The stakes are high for making current and future buildings more resistant to climate phenomena and limiting economic losses. Faced with the risk of flooding, strategies are diversifying. Instead of protecting homes with dikes (the “traditional” approach), certain professionals have decided to “live with” water. In Romorantin-Lanthenay (France), architect Éric Daniel-Lacombe has designed a district in the middle of a flood zone. The streets are specially designed to evacuate water in the event of rising water levels and the first floors of the houses are uninhabited in anticipation of flooding. Even the Netherlands, which has reclaimed a large part of its land mass “from” water, diversified their approach from 2006 with the “Room for the River” program to restore the natural bed of rivers teamed with housing development on the water.
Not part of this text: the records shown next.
//! Formatos de salida.
//!
//! Cada formato es un [`Backend`]: recibe, en el mismo orden, todas las
//! emisiones de la generación de código y las acumula en su propio
//! [`Assembler`]. Al terminar, cada backend resuelve su listado y
//! produce un [`Artifact`] listo para escribirse. Los backends activos
//! se agrupan en [`Outputs`], que replica cada emisión en todos ellos.

use crate::{
    arch::Instruction,
    assembler::{Assembler, Data},
    error::Compiled,
    source::{Located, Location},
};

use bitflags::bitflags;
use std::{
    fmt::{self, Display},
    io::{self, Write},
    rc::Rc,
    str::FromStr,
};

mod asm;
mod hex;
mod image;
mod map;

pub use asm::{GccAsm, PlainAsm};
pub use hex::IntelHex;
pub use image::{Binary, MemoryPage};
pub use map::SymbolMap;

bitflags! {
    /// Formatos de salida seleccionados.
    pub struct Formats: u32 {
        const BINARY = 0x01;
        const HEX = 0x02;
        const ASM = 0x04;
        const GCC = 0x08;
        const MAP = 0x10;
    }
}

/// Un formato de salida individual.
#[derive(Copy, Clone, Debug, PartialEq, Eq)]
pub enum Format {
    Binary,
    Hex,
    Asm,
    Gcc,
    Map,
}

impl Format {
    pub const ALL: &'static [Format] = &[
        Format::Binary,
        Format::Hex,
        Format::Asm,
        Format::Gcc,
        Format::Map,
    ];

    pub fn flag(self) -> Formats {
        match self {
            Format::Binary => Formats::BINARY,
            Format::Hex => Formats::HEX,
            Format::Asm => Formats::ASM,
            Format::Gcc => Formats::GCC,
            Format::Map => Formats::MAP,
        }
    }

    /// Extensión de archivo convencional.
    pub fn extension(self) -> &'static str {
        match self {
            Format::Binary => "bin",
            Format::Hex => "hex",
            Format::Asm => "asm",
            Format::Gcc => "S",
            Format::Map => "map",
        }
    }
}

impl FromStr for Format {
    type Err = ();

    fn from_str(string: &str) -> Result<Self, Self::Err> {
        match string {
            "bin" => Ok(Format::Binary),
            "hex" => Ok(Format::Hex),
            "asm" => Ok(Format::Asm),
            "gcc" => Ok(Format::Gcc),
            "map" => Ok(Format::Map),
            _ => Err(()),
        }
    }
}

impl Display for Format {
    fn fmt(&self, formatter: &mut fmt::Formatter<'_>) -> fmt::Result {
        formatter.write_str(match self {
            Format::Binary => "bin",
            Format::Hex => "hex",
            Format::Asm => "asm",
            Format::Gcc => "gcc",
            Format::Map => "map",
        })
    }
}

/// Parámetros de los codificadores.
#[derive(Copy, Clone, Debug, PartialEq, Eq)]
pub struct Options {
    /// Byte de relleno entre bloques de la imagen binaria.
    pub fill: u8,

    /// Máximo de bytes de datos por registro Intel HEX.
    pub hex_width: u8,
}

impl Default for Options {
    fn default() -> Self {
        Options {
            fill: 0,
            hex_width: 16,
        }
    }
}

/// Visibilidad de un símbolo en ensamblador gcc.
#[derive(Copy, Clone, Debug, PartialEq, Eq)]
pub enum Linkage {
    Extern,
    Global,
}

/// Salida escribible de un backend ya resuelto.
pub trait Artifact {
    fn write(&self, output: &mut dyn Write) -> io::Result<()>;
}

/// Capacidades de un formato de salida.
///
/// Las implementaciones por defecto delegan en el ensamblador del
/// backend; solo `finish` es propio de cada formato.
pub trait Backend {
    fn format(&self) -> Format;

    fn assembler(&mut self) -> &mut Assembler;

    fn instruction(&mut self, instruction: Located<Instruction>) {
        self.assembler().instruction(instruction);
    }

    fn label(&mut self, name: Rc<str>, location: &Location) -> Compiled<()> {
        self.assembler().label(name, location)
    }

    fn data(&mut self, data: Located<Data>) {
        self.assembler().data(data);
    }

    fn org(&mut self, origin: u32) {
        self.assembler().org(origin);
    }

    /// Exige que entre dos etiquetas no haya más de `max` bytes.
    fn validate_region(&mut self, start: Rc<str>, end: Rc<str>, max: u32, location: &Location) {
        self.assembler().rule(start, end, max, location);
    }

    /// Declara un símbolo visible para el enlazador.
    fn declare(&mut self, _symbol: Rc<str>, _linkage: Linkage) {}

    /// El formato delega los símbolos externos a un enlazador.
    fn links_externals(&self) -> bool {
        false
    }

    fn finish(self: Box<Self>) -> Compiled<Box<dyn Artifact>>;
}

/// Conjunto de backends activos.
pub struct Outputs {
    backends: Vec<Box<dyn Backend>>,
}

impl Outputs {
    pub fn new(formats: Formats, options: Options) -> Self {
        let backends = Format::ALL
            .iter()
            .filter(|format| formats.contains(format.flag()))
            .map(|&format| -> Box<dyn Backend> {
                match format {
                    Format::Binary => Box::new(Binary::new(options.fill)),
                    Format::Hex => Box::new(IntelHex::new(options.hex_width)),
                    Format::Asm => Box::new(PlainAsm::default()),
                    Format::Gcc => Box::new(GccAsm::default()),
                    Format::Map => Box::new(SymbolMap::default()),
                }
            })
            .collect();

        Outputs { backends }
    }

    /// Algún formato activo admite símbolos externos.
    pub fn links_externals(&self) -> bool {
        self.backends.iter().any(|backend| backend.links_externals())
    }

    pub fn instruction(&mut self, instruction: Located<Instruction>) {
        for backend in &mut self.backends {
            backend.instruction(instruction.clone());
        }
    }

    pub fn label(&mut self, name: Rc<str>, location: &Location) -> Compiled<()> {
        for backend in &mut self.backends {
            backend.label(Rc::clone(&name), location)?;
        }

        Ok(())
    }

    pub fn data(&mut self, data: Located<Data>) {
        for backend in &mut self.backends {
            backend.data(data.clone());
        }
    }

    pub fn org(&mut self, origin: u32) {
        for backend in &mut self.backends {
            backend.org(origin);
        }
    }

    pub fn validate_region(&mut self, start: Rc<str>, end: Rc<str>, max: u32, location: &Location) {
        for backend in &mut self.backends {
            backend.validate_region(Rc::clone(&start), Rc::clone(&end), max, location);
        }
    }

    pub fn declare(&mut self, symbol: Rc<str>, linkage: Linkage) {
        for backend in &mut self.backends {
            backend.declare(Rc::clone(&symbol), linkage);
        }
    }

    /// Resuelve todos los backends antes de producir cualquier artefacto.
    pub fn finish(self) -> Compiled<Vec<(Format, Box<dyn Artifact>)>> {
        self.backends
            .into_iter()
            .map(|backend| {
                let format = backend.format();
                log::debug!("resolving {} output", format);
                backend.finish().map(|artifact| (format, artifact))
            })
            .collect()
    }
}

#[cfg(test)]
mod tests {
    use super::*;

    #[test]
    fn format_names() {
        assert_eq!("hex".parse(), Ok(Format::Hex));
        assert_eq!("gcc".parse(), Ok(Format::Gcc));
        assert_eq!("elf".parse::<Format>(), Err(()));
        assert_eq!(Format::Gcc.extension(), "S");
    }

    #[test]
    fn selected_backends() {
        let outputs = Outputs::new(Formats::HEX | Formats::ASM, Options::default());
        assert_eq!(outputs.backends.len(), 2);
        assert!(!outputs.links_externals());

        let outputs = Outputs::new(Formats::GCC, Options::default());
        assert!(outputs.links_externals());
    }
}
//! Árbol sintáctico de entrada.
//!
//! El front end (scanner, preprocesador y parser) vive fuera de este
//! crate. Lo que recibe el back end es un árbol cerrado: cada variante
//! de sentencia y de expresión que el lenguaje admite aparece aquí y en
//! ningún otro lugar. El árbol se deserializa desde JSON, por lo cual
//! todos los tipos derivan [`Deserialize`].

use crate::source::Located;
use serde::Deserialize;
use std::{
    fmt::{self, Display},
    rc::Rc,
};

/// Nombre de un símbolo del programa.
pub type Identifier = Rc<str>;

/// Una unidad de compilación completa.
#[derive(Debug, Clone, PartialEq, Deserialize)]
pub struct Program {
    #[serde(default)]
    pub vectors: Option<Located<Vectors>>,
    pub items: Vec<Located<Item>>,
}

/// Tabla de vectores de interrupción.
#[derive(Debug, Clone, PartialEq, Deserialize)]
pub struct Vectors {
    pub entries: Vec<VectorEntry>,
}

/// Una entrada `NOMBRE: instrucción` de la tabla de vectores.
///
/// El nombre especial `default` aplica a todo vector sin entrada propia.
#[derive(Debug, Clone, PartialEq, Deserialize)]
pub struct VectorEntry {
    pub name: Located<Identifier>,
    pub instruction: Located<AsmInstruction>,
}

/// Declaraciones de nivel superior.
#[derive(Debug, Clone, PartialEq, Deserialize)]
pub enum Item {
    Procedure(Procedure),
    ExternProcedure(Procedure),
    Var(VarDecl),
    ExternVar(VarDecl),
    Pin {
        name: Located<Identifier>,
        pin: Located<String>,
    },
    Use(Alias),
    Directive {
        name: Located<Identifier>,
        args: Vec<Located<Expr>>,
    },
    Label(Identifier),
    Data(DataBlock),
}

#[derive(Debug, Clone, PartialEq, Deserialize)]
pub struct Procedure {
    pub name: Located<Identifier>,
    #[serde(default)]
    pub params: Vec<Param>,
    #[serde(default)]
    pub body: Vec<Located<Statement>>,
    #[serde(default)]
    pub inline: bool,
}

impl Procedure {
    /// Busca un parámetro formal por nombre.
    pub fn param(&self, name: &str) -> Option<&Param> {
        self.params.iter().find(|param| &*param.name == name)
    }
}

/// Un parámetro formal, ligado a un registro o grupo de registros.
#[derive(Debug, Clone, PartialEq, Deserialize)]
pub struct Param {
    pub name: Identifier,
    pub binding: Located<Expr>,
}

#[derive(Debug, Clone, PartialEq, Deserialize)]
pub struct VarDecl {
    pub name: Located<Identifier>,
    pub data_type: DataType,
    #[serde(default)]
    pub length: Option<Located<Expr>>,
}

/// Tipos de variables en RAM.
#[derive(Copy, Clone, Debug, PartialEq, Eq, Deserialize)]
pub enum DataType {
    Byte,
    Word,
    Dword,
    Ptr,
    PrgPtr,
}

impl DataType {
    /// Bytes que ocupa un elemento en RAM.
    pub fn size(self) -> u32 {
        match self {
            DataType::Byte => 1,
            DataType::Word | DataType::Ptr | DataType::PrgPtr => 2,
            DataType::Dword => 4,
        }
    }
}

impl Display for DataType {
    fn fmt(&self, fmt: &mut fmt::Formatter<'_>) -> fmt::Result {
        fmt.write_str(match self {
            DataType::Byte => "byte",
            DataType::Word => "word",
            DataType::Dword => "dword",
            DataType::Ptr => "ptr",
            DataType::PrgPtr => "prgptr",
        })
    }
}

/// `use <registro> as <nombre>`.
#[derive(Debug, Clone, PartialEq, Deserialize)]
pub struct Alias {
    pub target: Located<Expr>,
    pub name: Located<Identifier>,
}

/// Bloque de datos crudos en memoria de programa.
#[derive(Debug, Clone, PartialEq, Deserialize)]
pub struct DataBlock {
    pub width: DataWidth,
    pub items: Vec<Located<Expr>>,
}

#[derive(Copy, Clone, Debug, PartialEq, Eq, Deserialize)]
pub enum DataWidth {
    Byte,
    Word,
    Dword,
}

impl DataWidth {
    pub fn size(self) -> u32 {
        match self {
            DataWidth::Byte => 1,
            DataWidth::Word => 2,
            DataWidth::Dword => 4,
        }
    }
}

#[derive(Debug, Clone, PartialEq, Deserialize)]
pub enum Statement {
    Expr(Expr),
    Call(Call),
    Asm(AsmInstruction),
    Label {
        name: Identifier,
        #[serde(default)]
        global: bool,
    },
    Goto(Identifier),
    Break,
    Continue,
    If {
        condition: Located<Expr>,
        then: Box<Located<Statement>>,
        #[serde(default)]
        otherwise: Option<Box<Located<Statement>>>,
    },
    Loop {
        #[serde(default)]
        condition: Option<Located<Expr>>,
        body: Vec<Located<Statement>>,
    },
    DoWhile {
        body: Vec<Located<Statement>>,
        condition: Located<Expr>,
    },
    Block(Vec<Located<Statement>>),
    Use(Alias),
    SaveRegs {
        registers: Vec<Located<Expr>>,
        body: Vec<Located<Statement>>,
    },
    Data(DataBlock),
}

#[derive(Debug, Clone, PartialEq, Deserialize)]
pub enum Expr {
    Number(i32),
    Char(char),
    Str(String),
    Ident(Identifier),
    Register(Identifier),
    Group(Vec<Located<Expr>>),
    Binary {
        op: BinaryOp,
        left: Box<Located<Expr>>,
        right: Box<Located<Expr>>,
    },
    Prefix {
        op: PrefixOp,
        operand: Box<Located<Expr>>,
    },
    Suffix {
        op: SuffixOp,
        operand: Box<Located<Expr>>,
    },
    Assign {
        op: AssignOp,
        target: Box<Located<Expr>>,
        value: Box<Located<Expr>>,
    },
    Arrow {
        base: Box<Located<Expr>>,
        member: Box<Located<Expr>>,
    },
    Index {
        base: Box<Located<Expr>>,
        index: Box<Located<Expr>>,
    },
    Call(Call),
    Signed(Box<Located<Expr>>),
}

/// Invocación de procedimiento, inline o builtin.
#[derive(Debug, Clone, PartialEq, Deserialize)]
pub struct Call {
    pub name: Located<Identifier>,
    #[serde(default)]
    pub args: Vec<Argument>,
}

#[derive(Debug, Clone, PartialEq, Deserialize)]
pub struct Argument {
    #[serde(default)]
    pub name: Option<Identifier>,
    pub value: Located<Expr>,
}

/// Una instrucción de máquina escrita literalmente.
#[derive(Debug, Clone, PartialEq, Deserialize)]
pub struct AsmInstruction {
    pub mnemonic: Located<Identifier>,
    #[serde(default)]
    pub operands: Vec<Located<Expr>>,
}

#[derive(Copy, Clone, Debug, PartialEq, Eq, Hash, Deserialize)]
pub enum BinaryOp {
    Add,
    Sub,
    Mul,
    Div,
    Rem,
    Shl,
    Shr,
    And,
    Or,
    Xor,
    LogicalAnd,
    LogicalOr,
    Eq,
    Ne,
    Lt,
    Gt,
    Le,
    Ge,
}

impl BinaryOp {
    /// Evalúa el operador sobre dos constantes.
    ///
    /// Retorna `None` ante una división entre cero.
    pub fn apply(self, left: i32, right: i32) -> Option<i32> {
        use BinaryOp::*;

        let truth = |condition: bool| condition as i32;
        let value = match self {
            Add => left.wrapping_add(right),
            Sub => left.wrapping_sub(right),
            Mul => left.wrapping_mul(right),
            Div => left.checked_div(right)?,
            Rem => left.checked_rem(right)?,
            Shl => left.wrapping_shl(right as u32),
            Shr => left.wrapping_shr(right as u32),
            And => left & right,
            Or => left | right,
            Xor => left ^ right,
            LogicalAnd => truth(left != 0 && right != 0),
            LogicalOr => truth(left != 0 || right != 0),
            Eq => truth(left == right),
            Ne => truth(left != right),
            Lt => truth(left < right),
            Gt => truth(left > right),
            Le => truth(left <= right),
            Ge => truth(left >= right),
        };

        Some(value)
    }

    pub fn is_relational(self) -> bool {
        use BinaryOp::*;
        matches!(self, Eq | Ne | Lt | Gt | Le | Ge)
    }

    /// Operador relacional con la condición lógicamente opuesta.
    pub fn inverse(self) -> Option<BinaryOp> {
        use BinaryOp::*;

        let inverse = match self {
            Eq => Ne,
            Ne => Eq,
            Lt => Ge,
            Ge => Lt,
            Gt => Le,
            Le => Gt,
            _ => return None,
        };

        Some(inverse)
    }

    /// Forma de asignación compuesta equivalente (`+` → `+=`).
    pub fn compound(self) -> Option<AssignOp> {
        use BinaryOp::*;

        let op = match self {
            Add => AssignOp::Add,
            Sub => AssignOp::Sub,
            Mul => AssignOp::Mul,
            Div => AssignOp::Div,
            Rem => AssignOp::Rem,
            Shl => AssignOp::Shl,
            Shr => AssignOp::Shr,
            And => AssignOp::And,
            Or => AssignOp::Or,
            Xor => AssignOp::Xor,
            _ => return None,
        };

        Some(op)
    }
}

impl Display for BinaryOp {
    fn fmt(&self, fmt: &mut fmt::Formatter<'_>) -> fmt::Result {
        use BinaryOp::*;

        fmt.write_str(match self {
            Add => "+",
            Sub => "-",
            Mul => "*",
            Div => "/",
            Rem => "%",
            Shl => "<<",
            Shr => ">>",
            And => "&",
            Or => "|",
            Xor => "^",
            LogicalAnd => "&&",
            LogicalOr => "||",
            Eq => "==",
            Ne => "!=",
            Lt => "<",
            Gt => ">",
            Le => "<=",
            Ge => ">=",
        })
    }
}

#[derive(Copy, Clone, Debug, PartialEq, Eq, Deserialize)]
pub enum PrefixOp {
    Neg,
    Not,
    BitNot,
    Inc,
    Dec,
}

impl Display for PrefixOp {
    fn fmt(&self, fmt: &mut fmt::Formatter<'_>) -> fmt::Result {
        fmt.write_str(match self {
            PrefixOp::Neg => "-",
            PrefixOp::Not => "!",
            PrefixOp::BitNot => "~",
            PrefixOp::Inc => "++",
            PrefixOp::Dec => "--",
        })
    }
}

#[derive(Copy, Clone, Debug, PartialEq, Eq, Deserialize)]
pub enum SuffixOp {
    Inc,
    Dec,
}

impl Display for SuffixOp {
    fn fmt(&self, fmt: &mut fmt::Formatter<'_>) -> fmt::Result {
        fmt.write_str(match self {
            SuffixOp::Inc => "++",
            SuffixOp::Dec => "--",
        })
    }
}

#[derive(Copy, Clone, Debug, PartialEq, Eq, Deserialize)]
pub enum AssignOp {
    Set,
    Add,
    Sub,
    Mul,
    Div,
    Rem,
    And,
    Or,
    Xor,
    Shl,
    Shr,
}

impl Display for AssignOp {
    fn fmt(&self, fmt: &mut fmt::Formatter<'_>) -> fmt::Result {
        use AssignOp::*;

        fmt.write_str(match self {
            Set => "=",
            Add => "+=",
            Sub => "-=",
            Mul => "*=",
            Div => "/=",
            Rem => "%=",
            And => "&=",
            Or => "|=",
            Xor => "^=",
            Shl => "<<=",
            Shr => ">>=",
        })
    }
}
This is the other just-as-urgent undertaking: helping reduce greenhouse gases (GHG). The first issue at stake is lowering buildings’ energy consumption by thermally renovating public and private stock and resorbing heat-leaking structures. This is well underway in France, among public landlords, who are setting the example: less than 1% of the building stock belonging to CDC Habitat, a Caisse des Dépôts subsidiary, is now labelled F or G, corresponding to the least energy-efficient buildings. When it comes to new buildings, the challenge concerns the widespread roll-out of positive-energy buildings (BEPOS), which produce more energy than they consume. The RE2020 environmental regulation acts as a spur by setting targets: in 2025, multi-unit housing will no longer be able to use fossil fuels. Builders and developers are therefore going to have to find alternatives: district heating and cooling systems, carbon-free electricity, using heat pumps and balanced ventilation, etc. Another important factor in GHG reduction is raising residents’ awareness about eco-friendly behavior and setting up smart systems to allow everyone to manage their consumption. Over and above reducing building-related energy consumption, it goes without saying that the building’s total carbon impact must be taken into account from the design stage. Reducing this footprint involves both prioritizing the most virtuous materials (wood, low-carbon concrete or hemp, straw, earth, clay brick, etc.), building more lightly, reusing products and materials, and recycling them at their end-of-life.
The overall design of the city and its neighborhoods and the urban planning choices also impact buildings’ carbon footprint, making it more or less necessary for inhabitants to travel, the largest GHG-emitting sector. The model of the sustainable, energy-conscious city is becoming a must. The 15-minute city beloved of Franco-Colombian urban planner Carlos Moreno ensures that every resident has access to all essential services within a quarter of an hour on foot or by bicycle. A fundamentally energy-efficient city that puts an end to urban sprawl and impermeable surfaces, and recycles factories, offices and shopping malls into housing. An inventive city, therefore, that encourages the reversibility of buildings and “chronotopy”: the same space used in multiple ways as a function of time.
While the breadth of the work to be done may be dizzying for all those involved in construction, whether public or private, it paints a fair picture of their responsibility and capacity to act, since a large part of the environmental transition involves buildings and housing.
* The publication of the Synthesis Report of the IPCC’s Sixth Assessment Report on March 20, 2023, serves as a basis for the first stocktake of the Paris Agreement, which will take place during COP28 in Dubai in late 2023.